**Exercise aim**
Run through the data and copy out every line that mentions the word "reqwest".

━━━━━ Excerpted records ━━━━━

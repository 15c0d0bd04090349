//! Daraja (M-Pesa) API client
//!
//! Covers the two calls the paybill flow needs: the client-credentials
//! token grant and C2B URL registration.

use serde::{Deserialize, Serialize};
use std::sync::Arc;
use std::time::Duration;
use tracing::{debug, info};

use crate::error::{PaymentError, PaymentResult};
use crate::token_cache::{TokenCache, credential_fingerprint};

/// Seconds shaved off `expires_in` before a cached token is refreshed
const EXPIRY_MARGIN_SECS: u64 = 60;

/// Consumer key and secret of a Daraja app
#[derive(Clone)]
pub struct GatewayCredentials {
    pub consumer_key: String,
    pub consumer_secret: String,
}

impl std::fmt::Debug for GatewayCredentials {
    fn fmt(&self, f: &mut std::fmt::Formatter<'_>) -> std::fmt::Result {
        f.debug_struct("GatewayCredentials")
            .field("consumer_key", &"[REDACTED]")
            .field("consumer_secret", &"[REDACTED]")
            .finish()
    }
}

#[derive(Debug, Clone)]
pub struct GatewayConfig {
    /// e.g. `https://sandbox.safaricom.co.ke`
    pub base_url: String,
    pub timeout: Duration,
}

#[derive(Deserialize)]
struct TokenResponse {
    access_token: String,
    /// Daraja sends this as a string
    expires_in: serde_json::Value,
}

#[derive(Serialize)]
struct RegisterUrlRequest<'a> {
    #[serde(rename = "ShortCode")]
    short_code: &'a str,
    #[serde(rename = "ResponseType")]
    response_type: &'a str,
    #[serde(rename = "ConfirmationURL")]
    confirmation_url: &'a str,
    #[serde(rename = "ValidationURL")]
    validation_url: &'a str,
}

/// Provider acknowledgement of a URL registration
#[derive(Debug, Clone, Deserialize)]
pub struct RegisterUrlResponse {
    #[serde(rename = "OriginatorCoversationID", default)]
    pub originator_conversation_id: Option<String>,
    #[serde(rename = "ResponseCode", default)]
    pub response_code: Option<String>,
    #[serde(rename = "ResponseDescription", default)]
    pub response_description: Option<String>,
}

#[derive(Clone)]
pub struct DarajaClient {
    http: reqwest::Client,
    base_url: String,
    cache: Arc<dyn TokenCache>,
}

impl DarajaClient {
    pub fn new(config: GatewayConfig, cache: Arc<dyn TokenCache>) -> PaymentResult<Self> {
        let http = reqwest::Client::builder()
            .timeout(config.timeout)
            .build()
            .map_err(|e| PaymentError::GatewayAuthFailed(format!("HTTP client: {}", e)))?;

        Ok(Self {
            http,
            base_url: config.base_url.trim_end_matches('/').to_string(),
            cache,
        })
    }

    /// Bearer token for the credentials, from cache when still valid
    pub async fn get_access_token(&self, credentials: &GatewayCredentials) -> PaymentResult<String> {
        let fingerprint =
            credential_fingerprint(&credentials.consumer_key, &credentials.consumer_secret);

        if let Some(token) = self.cache.get(&fingerprint).await {
            debug!("Using cached gateway token");
            return Ok(token);
        }

        let response = self
            .http
            .get(format!("{}/oauth/v1/generate", self.base_url))
            .query(&[("grant_type", "client_credentials")])
            .basic_auth(&credentials.consumer_key, Some(&credentials.consumer_secret))
            .send()
            .await
            .map_err(|e| PaymentError::GatewayAuthFailed(e.to_string()))?;

        let status = response.status();
        if !status.is_success() {
            let body = response.text().await.unwrap_or_default();
            return Err(PaymentError::GatewayAuthFailed(format!(
                "provider responded {}: {}",
                status, body
            )));
        }

        let token: TokenResponse = response
            .json()
            .await
            .map_err(|e| PaymentError::GatewayAuthFailed(format!("malformed token: {}", e)))?;

        let ttl = parse_expires_in(&token.expires_in)
            .map(|secs| Duration::from_secs(secs.saturating_sub(EXPIRY_MARGIN_SECS)))
            .unwrap_or(Duration::ZERO);
        self.cache.put(&fingerprint, &token.access_token, ttl).await;

        info!("Obtained gateway token valid for {}s", ttl.as_secs());
        Ok(token.access_token)
    }

    /// Register the C2B validation and confirmation URLs for a shortcode
    pub async fn register_webhook_urls(
        &self,
        credentials: &GatewayCredentials,
        shortcode: &str,
        validation_url: &str,
        confirmation_url: &str,
    ) -> PaymentResult<RegisterUrlResponse> {
        let token = self.get_access_token(credentials).await?;

        let response = self
            .http
            .post(format!("{}/mpesa/c2b/v1/registerurl", self.base_url))
            .bearer_auth(token)
            .json(&RegisterUrlRequest {
                short_code: shortcode,
                response_type: "Completed",
                confirmation_url,
                validation_url,
            })
            .send()
            .await
            .map_err(|e| PaymentError::GatewayRegistrationFailed(e.to_string()))?;

        let status = response.status();
        if !status.is_success() {
            let body = response.text().await.unwrap_or_default();
            return Err(PaymentError::GatewayRegistrationFailed(format!(
                "provider responded {}: {}",
                status, body
            )));
        }

        let registered: RegisterUrlResponse = response.json().await.map_err(|e| {
            PaymentError::GatewayRegistrationFailed(format!("malformed response: {}", e))
        })?;

        info!("Registered C2B URLs for shortcode {}", shortcode);
        Ok(registered)
    }
}

fn parse_expires_in(value: &serde_json::Value) -> Option<u64> {
    match value {
        serde_json::Value::Number(n) => n.as_u64(),
        serde_json::Value::String(s) => s.trim().parse().ok(),
        _ => None,
    }
}

#[cfg(test)]
mod tests {
    use super::*;
    use crate::token_cache::MemoryTokenCache;
    use serde_json::json;
    use wiremock::matchers::{body_json, header, method, path, query_param};
    use wiremock::{Mock, MockServer, ResponseTemplate};

    fn credentials() -> GatewayCredentials {
        GatewayCredentials {
            consumer_key: "ck".to_string(),
            consumer_secret: "cs".to_string(),
        }
    }

    fn client(server: &MockServer) -> DarajaClient {
        DarajaClient::new(
            GatewayConfig {
                base_url: server.uri(),
                timeout: Duration::from_secs(5),
            },
            Arc::new(MemoryTokenCache::new()),
        )
        .expect("client builds")
    }

    async fn mount_token(server: &MockServer, expected_calls: u64) {
        Mock::given(method("GET"))
            .and(path("/oauth/v1/generate"))
            .and(query_param("grant_type", "client_credentials"))
            // base64("ck:cs")
            .and(header("authorization", "Basic Y2s6Y3M="))
            .respond_with(ResponseTemplate::new(200).set_body_json(json!({
                "access_token": "daraja-token",
                "expires_in": "3599"
            })))
            .expect(expected_calls)
            .mount(server)
            .await;
    }

    #[tokio::test]
    async fn token_is_fetched_once_then_cached() {
        let server = MockServer::start().await;
        mount_token(&server, 1).await;
        let client = client(&server);

        assert_eq!(
            client.get_access_token(&credentials()).await.expect("token"),
            "daraja-token"
        );
        assert_eq!(
            client.get_access_token(&credentials()).await.expect("cached"),
            "daraja-token"
        );
    }

    #[tokio::test]
    async fn rejected_credentials_fail_auth() {
        let server = MockServer::start().await;
        Mock::given(method("GET"))
            .and(path("/oauth/v1/generate"))
            .respond_with(ResponseTemplate::new(400).set_body_string("Bad Request"))
            .mount(&server)
            .await;

        let err = client(&server)
            .get_access_token(&credentials())
            .await
            .expect_err("rejected");
        assert!(matches!(err, PaymentError::GatewayAuthFailed(_)));
    }

    #[tokio::test]
    async fn registers_urls_with_bearer_token() {
        let server = MockServer::start().await;
        mount_token(&server, 1).await;
        Mock::given(method("POST"))
            .and(path("/mpesa/c2b/v1/registerurl"))
            .and(header("authorization", "Bearer daraja-token"))
            .and(body_json(json!({
                "ShortCode": "600984",
                "ResponseType": "Completed",
                "ConfirmationURL": "https://api.makazi.test/mpesa/confirmation",
                "ValidationURL": "https://api.makazi.test/mpesa/validation"
            })))
            .respond_with(ResponseTemplate::new(200).set_body_json(json!({
                "OriginatorCoversationID": "7619-37765134-1",
                "ResponseCode": "0",
                "ResponseDescription": "success"
            })))
            .expect(1)
            .mount(&server)
            .await;

        let registered = client(&server)
            .register_webhook_urls(
                &credentials(),
                "600984",
                "https://api.makazi.test/mpesa/validation",
                "https://api.makazi.test/mpesa/confirmation",
            )
            .await
            .expect("registers");
        assert_eq!(registered.response_code.as_deref(), Some("0"));
    }

    #[tokio::test]
    async fn provider_registration_error_propagates() {
        let server = MockServer::start().await;
        mount_token(&server, 1).await;
        Mock::given(method("POST"))
            .and(path("/mpesa/c2b/v1/registerurl"))
            .respond_with(ResponseTemplate::new(500).set_body_json(json!({
                "errorCode": "500.003.1001",
                "errorMessage": "Urls are already registered"
            })))
            .mount(&server)
            .await;

        let err = client(&server)
            .register_webhook_urls(&credentials(), "600984", "https://v", "https://c")
            .await
            .expect_err("provider error");
        match err {
            PaymentError::GatewayRegistrationFailed(detail) => {
                assert!(detail.contains("already registered"))
            }
            other => panic!("unexpected error: {other:?}"),
        }
    }

    #[test]
    fn expires_in_accepts_string_or_number() {
        assert_eq!(parse_expires_in(&json!("3599")), Some(3599));
        assert_eq!(parse_expires_in(&json!(3599)), Some(3599));
        assert_eq!(parse_expires_in(&json!(null)), None);
    }
}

━━━━━

**Task answer**
    http: reqwest::Client,
        let http = reqwest::Client::builder()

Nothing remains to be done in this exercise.